Ce n'est pas gagné...
Notes :
1. Je suis jeune
2. J'évite autant que possible d'écrire en langage SMS, même dans un SMS. Force est de reconnaître que je ne suis pas prêt à donner 10 centimes de plus à mon opérateur lorsque je peux raccourcir les mots.
3. J'ai eu plusieurs problème d'orthographe lors de la rédaction de ce message :
a. Dit-on : "cela vaut le coût" ou "cela vaut le coup" ?
b. j'avais écrit : "Le jeune a perdu toute l'éducation qui l'a acquis " (au lieu de 'qu'il a acquis')

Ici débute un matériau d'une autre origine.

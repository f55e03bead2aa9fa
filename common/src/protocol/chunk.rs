use zerocopy::byteorder::{LittleEndian, U16};
use zerocopy::{AsBytes, FromBytes, LayoutVerified, Unaligned};

use crate::protocol::{ChunkId, ProtocolError, CHUNK_HEADER_SIZE};

/// 数据块头在线上的布局
#[repr(C)]
#[derive(AsBytes, FromBytes, Unaligned, Clone, Copy)]
struct WireChunkHeader {
    id: u8,
    ty: u8,
    size: U16<LittleEndian>,
}

const _: () = assert!(core::mem::size_of::<WireChunkHeader>() == CHUNK_HEADER_SIZE);

/// 数据块值的编码方式
#[derive(Debug, Clone, Copy, PartialEq, Eq)]
#[cfg_attr(feature = "defmt", derive(defmt::Format))]
#[repr(u8)]
pub enum ChunkType {
    None = 0,
    I8 = 1,
    U8 = 2,
    I16 = 3,
    U16 = 4,
    I32 = 5,
    U32 = 6,
    F32 = 7,
    F64 = 8,
    Str = 9,
    ArrI8 = 10,
    ArrU8 = 11,
    ArrI16 = 12,
    ArrU16 = 13,
    ArrI32 = 14,
    ArrU32 = 15,
    ArrF32 = 16,
    ArrF64 = 17,
}

impl ChunkType {
    pub fn from_u8(raw: u8) -> Option<Self> {
        Some(match raw {
            0 => Self::None,
            1 => Self::I8,
            2 => Self::U8,
            3 => Self::I16,
            4 => Self::U16,
            5 => Self::I32,
            6 => Self::U32,
            7 => Self::F32,
            8 => Self::F64,
            9 => Self::Str,
            10 => Self::ArrI8,
            11 => Self::ArrU8,
            12 => Self::ArrI16,
            13 => Self::ArrU16,
            14 => Self::ArrI32,
            15 => Self::ArrU32,
            16 => Self::ArrF32,
            17 => Self::ArrF64,
            _ => return None,
        })
    }

    pub fn is_array(self) -> bool {
        self.element_type().is_some()
    }

    /// 数组类型对应的元素类型
    pub fn element_type(self) -> Option<ChunkType> {
        Some(match self {
            Self::ArrI8 => Self::I8,
            Self::ArrU8 => Self::U8,
            Self::ArrI16 => Self::I16,
            Self::ArrU16 => Self::U16,
            Self::ArrI32 => Self::I32,
            Self::ArrU32 => Self::U32,
            Self::ArrF32 => Self::F32,
            Self::ArrF64 => Self::F64,
            _ => return None,
        })
    }

    /// 标量类型的字节宽度，字符串和数组返回 `None`
    pub fn scalar_size(self) -> Option<usize> {
        match self {
            Self::None => Some(0),
            Self::I8 | Self::U8 => Some(1),
            Self::I16 | Self::U16 => Some(2),
            Self::I32 | Self::U32 | Self::F32 => Some(4),
            Self::F64 => Some(8),
            _ => None,
        }
    }

    /// 检查值长度是否符合该类型
    pub fn accepts_len(self, len: usize) -> bool {
        if let Some(size) = self.scalar_size() {
            return len == size;
        }
        match self.element_type().and_then(ChunkType::scalar_size) {
            Some(elem) => len % elem == 0,
            // 字符串任意长度
            None => true,
        }
    }
}

/// 同类标量数组的只读视图
#[derive(Debug, Clone, Copy, PartialEq)]
pub struct ScalarArray<'a> {
    element: ChunkType,
    bytes: &'a [u8],
}

impl<'a> ScalarArray<'a> {
    pub fn element_type(&self) -> ChunkType {
        self.element
    }

    fn element_size(&self) -> usize {
        self.element.scalar_size().unwrap_or(1).max(1)
    }

    pub fn len(&self) -> usize {
        self.bytes.len() / self.element_size()
    }

    pub fn is_empty(&self) -> bool {
        self.bytes.is_empty()
    }

    /// 第 `index` 个元素的原始小端字节
    pub fn element(&self, index: usize) -> Option<&'a [u8]> {
        let size = self.element_size();
        let start = index.checked_mul(size)?;
        self.bytes.get(start..start.checked_add(size)?)
    }

    /// 按 u32 读取元素，仅对 32 位整数数组有意义
    pub fn iter_u32(&self) -> impl Iterator<Item = u32> + 'a {
        self.bytes
            .chunks_exact(4)
            .map(|b| u32::from_le_bytes([b[0], b[1], b[2], b[3]]))
    }
}

/// 解码后的数据块值
#[derive(Debug, Clone, Copy, PartialEq)]
pub enum ChunkValue<'a> {
    None,
    I8(i8),
    U8(u8),
    I16(i16),
    U16(u16),
    I32(i32),
    U32(u32),
    F32(f32),
    F64(f64),
    Str(&'a str),
    Array(ScalarArray<'a>),
}

impl<'a> ChunkValue<'a> {
    /// 把整数标量统一读成 u32，其它类型返回 `None`
    pub fn as_u32(&self) -> Option<u32> {
        match *self {
            Self::U8(v) => Some(v as u32),
            Self::U16(v) => Some(v as u32),
            Self::U32(v) => Some(v),
            Self::I8(v) if v >= 0 => Some(v as u32),
            Self::I16(v) if v >= 0 => Some(v as u32),
            Self::I32(v) if v >= 0 => Some(v as u32),
            _ => None,
        }
    }
}

/// 负载中某个数据块的视图
#[derive(Debug, Clone, Copy, PartialEq, Eq)]
pub struct Chunk<'a> {
    /// 语义标签原始值
    pub id: u8,
    /// 编码类型原始值
    pub ty: u8,
    pub value: &'a [u8],
}

impl<'a> Chunk<'a> {
    pub fn chunk_id(&self) -> Option<ChunkId> {
        ChunkId::from_u8(self.id)
    }

    pub fn chunk_type(&self) -> Option<ChunkType> {
        ChunkType::from_u8(self.ty)
    }

    /// 编码后占用的字节数（块头 + 值）
    pub fn encoded_len(&self) -> usize {
        CHUNK_HEADER_SIZE + self.value.len()
    }

    /// 先按类型标签分派，再解释值字节
    pub fn decode(&self) -> Result<ChunkValue<'a>, ProtocolError> {
        let ty = self.chunk_type().ok_or(ProtocolError::UnknownChunkType)?;
        if !ty.accepts_len(self.value.len()) {
            return Err(ProtocolError::ChunkTypeMismatch);
        }
        let v = self.value;
        Ok(match ty {
            ChunkType::None => ChunkValue::None,
            ChunkType::I8 => ChunkValue::I8(v[0] as i8),
            ChunkType::U8 => ChunkValue::U8(v[0]),
            ChunkType::I16 => ChunkValue::I16(i16::from_le_bytes([v[0], v[1]])),
            ChunkType::U16 => ChunkValue::U16(u16::from_le_bytes([v[0], v[1]])),
            ChunkType::I32 => ChunkValue::I32(i32::from_le_bytes([v[0], v[1], v[2], v[3]])),
            ChunkType::U32 => ChunkValue::U32(u32::from_le_bytes([v[0], v[1], v[2], v[3]])),
            ChunkType::F32 => ChunkValue::F32(f32::from_le_bytes([v[0], v[1], v[2], v[3]])),
            ChunkType::F64 => {
                let mut raw = [0u8; 8];
                raw.copy_from_slice(v);
                ChunkValue::F64(f64::from_le_bytes(raw))
            }
            ChunkType::Str => ChunkValue::Str(
                core::str::from_utf8(v).map_err(|_| ProtocolError::ChunkTypeMismatch)?,
            ),
            array => ChunkValue::Array(ScalarArray {
                element: array.element_type().unwrap_or(ChunkType::U8),
                bytes: v,
            }),
        })
    }
}

/// 把一个数据块写入 `out`，返回写入的字节数
pub fn encode_chunk(out: &mut [u8], id: u8, ty: u8, value: &[u8]) -> Result<usize, ProtocolError> {
    let total = CHUNK_HEADER_SIZE + value.len();
    if total > out.len() || value.len() > u16::MAX as usize {
        return Err(ProtocolError::PayloadOverflow);
    }
    let (mut head, rest) = LayoutVerified::<_, WireChunkHeader>::new_unaligned_from_prefix(out)
        .ok_or(ProtocolError::PayloadOverflow)?;
    head.id = id;
    head.ty = ty;
    head.size.set(value.len() as u16);
    rest[..value.len()].copy_from_slice(value);
    Ok(total)
}

/// 负载数据块的惰性迭代器
///
/// 只能向前走一遍。遇到声明长度越过剩余负载的数据块时停止，并通过
/// [`Chunks::is_malformed`] 报告。
#[derive(Debug, Clone)]
pub struct Chunks<'a> {
    payload: &'a [u8],
    offset: usize,
    malformed: bool,
}

impl<'a> Chunks<'a> {
    pub fn new(payload: &'a [u8]) -> Self {
        Self {
            payload,
            offset: 0,
            malformed: false,
        }
    }

    /// 迭代是否因为格式错误提前结束
    pub fn is_malformed(&self) -> bool {
        self.malformed
    }

    /// 已经消费的负载字节数
    pub fn consumed(&self) -> usize {
        self.offset
    }
}

impl<'a> Iterator for Chunks<'a> {
    type Item = Chunk<'a>;

    fn next(&mut self) -> Option<Self::Item> {
        if self.malformed || self.offset >= self.payload.len() {
            return None;
        }
        let remaining = &self.payload[self.offset..];
        let Some((head, rest)) =
            LayoutVerified::<_, WireChunkHeader>::new_unaligned_from_prefix(remaining)
        else {
            self.malformed = true;
            return None;
        };
        let size = head.size.get() as usize;
        if size > rest.len() {
            self.malformed = true;
            return None;
        }
        self.offset += CHUNK_HEADER_SIZE + size;
        Some(Chunk {
            id: head.id,
            ty: head.ty,
            value: &rest[..size],
        })
    }
}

J'ai dû réfléchir plusieurs minutes sur l'accord du participe passé ("l'" représente l'éducation, auxiliaire avoir, COD avant le participe, donc accord. Mais ça ne collait pas. Avant de me rendre compte que j'avais tout faux. Un d'jeuns n'aurait pas relever (après tout, à l'oral, on comprend le sens), et encore un exemple du sens perdu par l'orthographe).
4. Je tiens à remercier le correcteur orthographique de Firefox.